Saved entries
Content starts
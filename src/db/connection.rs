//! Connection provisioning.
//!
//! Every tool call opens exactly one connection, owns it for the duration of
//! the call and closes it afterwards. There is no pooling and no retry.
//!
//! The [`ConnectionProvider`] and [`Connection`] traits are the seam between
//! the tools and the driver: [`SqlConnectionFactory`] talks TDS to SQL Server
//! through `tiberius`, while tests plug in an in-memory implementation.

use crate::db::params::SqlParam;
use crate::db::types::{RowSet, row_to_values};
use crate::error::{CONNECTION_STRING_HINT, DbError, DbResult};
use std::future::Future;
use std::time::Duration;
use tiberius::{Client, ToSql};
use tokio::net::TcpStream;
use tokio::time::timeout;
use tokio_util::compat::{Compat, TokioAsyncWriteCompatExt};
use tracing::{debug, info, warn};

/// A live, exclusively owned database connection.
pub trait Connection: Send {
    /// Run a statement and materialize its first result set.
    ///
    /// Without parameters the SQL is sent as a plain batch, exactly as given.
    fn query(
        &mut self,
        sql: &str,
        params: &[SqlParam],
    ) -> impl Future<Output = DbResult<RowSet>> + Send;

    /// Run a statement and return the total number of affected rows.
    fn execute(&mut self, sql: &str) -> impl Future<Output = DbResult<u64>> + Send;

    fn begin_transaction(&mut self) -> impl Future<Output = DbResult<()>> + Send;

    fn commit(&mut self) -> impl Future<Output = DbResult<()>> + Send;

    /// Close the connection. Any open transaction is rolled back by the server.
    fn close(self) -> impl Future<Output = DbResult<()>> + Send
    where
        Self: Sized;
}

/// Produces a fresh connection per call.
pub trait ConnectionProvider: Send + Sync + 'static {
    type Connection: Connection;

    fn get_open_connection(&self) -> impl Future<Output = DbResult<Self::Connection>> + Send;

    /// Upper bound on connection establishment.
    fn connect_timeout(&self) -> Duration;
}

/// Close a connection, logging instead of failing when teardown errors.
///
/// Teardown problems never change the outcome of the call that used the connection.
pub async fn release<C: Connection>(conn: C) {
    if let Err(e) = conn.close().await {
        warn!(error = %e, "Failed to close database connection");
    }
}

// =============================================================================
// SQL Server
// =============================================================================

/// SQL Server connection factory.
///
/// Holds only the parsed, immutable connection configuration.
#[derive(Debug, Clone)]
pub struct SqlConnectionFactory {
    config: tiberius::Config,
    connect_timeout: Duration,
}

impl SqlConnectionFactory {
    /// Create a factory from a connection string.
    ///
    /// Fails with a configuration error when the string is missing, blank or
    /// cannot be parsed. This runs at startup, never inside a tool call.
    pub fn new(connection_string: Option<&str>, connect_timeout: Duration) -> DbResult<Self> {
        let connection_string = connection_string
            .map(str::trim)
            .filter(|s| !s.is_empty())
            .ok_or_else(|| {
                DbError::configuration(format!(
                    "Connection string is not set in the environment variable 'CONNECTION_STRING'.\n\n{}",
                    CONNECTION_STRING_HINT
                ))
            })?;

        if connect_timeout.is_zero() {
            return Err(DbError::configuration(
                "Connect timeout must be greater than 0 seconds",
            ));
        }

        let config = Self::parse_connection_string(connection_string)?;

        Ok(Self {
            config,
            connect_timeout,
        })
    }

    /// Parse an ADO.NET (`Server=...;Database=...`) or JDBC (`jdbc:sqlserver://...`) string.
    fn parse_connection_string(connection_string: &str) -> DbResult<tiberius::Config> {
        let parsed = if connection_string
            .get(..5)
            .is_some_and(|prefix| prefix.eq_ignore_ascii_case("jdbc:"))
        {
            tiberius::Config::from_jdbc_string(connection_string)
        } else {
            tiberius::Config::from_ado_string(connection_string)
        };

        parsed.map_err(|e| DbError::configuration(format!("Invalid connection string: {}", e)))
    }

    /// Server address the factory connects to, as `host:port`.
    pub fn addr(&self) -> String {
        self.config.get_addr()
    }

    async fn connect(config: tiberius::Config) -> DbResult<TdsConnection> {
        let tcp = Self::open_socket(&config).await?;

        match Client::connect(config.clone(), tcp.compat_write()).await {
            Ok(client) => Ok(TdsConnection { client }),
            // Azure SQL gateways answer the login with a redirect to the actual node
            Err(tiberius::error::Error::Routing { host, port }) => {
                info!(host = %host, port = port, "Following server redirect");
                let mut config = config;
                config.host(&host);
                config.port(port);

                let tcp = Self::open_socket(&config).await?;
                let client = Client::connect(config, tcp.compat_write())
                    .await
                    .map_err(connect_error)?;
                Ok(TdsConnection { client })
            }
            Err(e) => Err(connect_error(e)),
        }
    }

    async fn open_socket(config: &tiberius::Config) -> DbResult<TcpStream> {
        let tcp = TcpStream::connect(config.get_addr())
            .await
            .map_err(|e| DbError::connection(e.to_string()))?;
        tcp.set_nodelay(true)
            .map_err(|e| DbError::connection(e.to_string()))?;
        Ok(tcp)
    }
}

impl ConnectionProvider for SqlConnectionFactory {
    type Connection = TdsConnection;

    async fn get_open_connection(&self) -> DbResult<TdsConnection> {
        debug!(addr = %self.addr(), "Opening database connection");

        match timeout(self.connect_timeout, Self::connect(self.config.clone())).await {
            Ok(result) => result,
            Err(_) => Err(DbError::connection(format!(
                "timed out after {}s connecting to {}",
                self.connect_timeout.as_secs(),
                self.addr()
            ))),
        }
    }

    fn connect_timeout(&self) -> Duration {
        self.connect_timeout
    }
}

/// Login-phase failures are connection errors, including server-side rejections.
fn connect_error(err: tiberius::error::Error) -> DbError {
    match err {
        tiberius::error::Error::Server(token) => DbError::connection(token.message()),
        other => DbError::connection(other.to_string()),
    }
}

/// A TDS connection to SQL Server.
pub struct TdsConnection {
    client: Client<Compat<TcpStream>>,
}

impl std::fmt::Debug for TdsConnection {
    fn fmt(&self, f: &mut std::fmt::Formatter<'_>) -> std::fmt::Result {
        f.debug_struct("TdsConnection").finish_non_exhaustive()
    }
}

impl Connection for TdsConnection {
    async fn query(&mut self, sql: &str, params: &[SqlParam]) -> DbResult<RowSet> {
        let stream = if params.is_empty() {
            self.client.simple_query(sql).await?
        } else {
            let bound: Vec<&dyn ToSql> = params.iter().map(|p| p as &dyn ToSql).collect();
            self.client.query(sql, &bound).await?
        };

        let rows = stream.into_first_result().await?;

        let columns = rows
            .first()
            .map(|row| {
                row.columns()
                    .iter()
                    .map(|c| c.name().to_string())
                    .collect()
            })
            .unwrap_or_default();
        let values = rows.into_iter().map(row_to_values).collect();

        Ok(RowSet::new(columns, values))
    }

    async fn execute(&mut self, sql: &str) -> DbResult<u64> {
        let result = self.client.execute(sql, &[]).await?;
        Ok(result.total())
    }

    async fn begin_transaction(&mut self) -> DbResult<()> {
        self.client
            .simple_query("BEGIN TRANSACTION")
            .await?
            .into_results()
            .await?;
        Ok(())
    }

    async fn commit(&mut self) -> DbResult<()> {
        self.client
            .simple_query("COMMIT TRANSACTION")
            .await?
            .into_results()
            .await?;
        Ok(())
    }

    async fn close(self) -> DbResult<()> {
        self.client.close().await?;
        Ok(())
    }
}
Content ends
**TASK ITEM:**
Read the entries and select each line where the word "ConnectionProvider" is found.

**TASK RESULT:**
//! The [`ConnectionProvider`] and [`Connection`] traits are the seam between
pub trait ConnectionProvider: Send + Sync + 'static {
impl ConnectionProvider for SqlConnectionFactory {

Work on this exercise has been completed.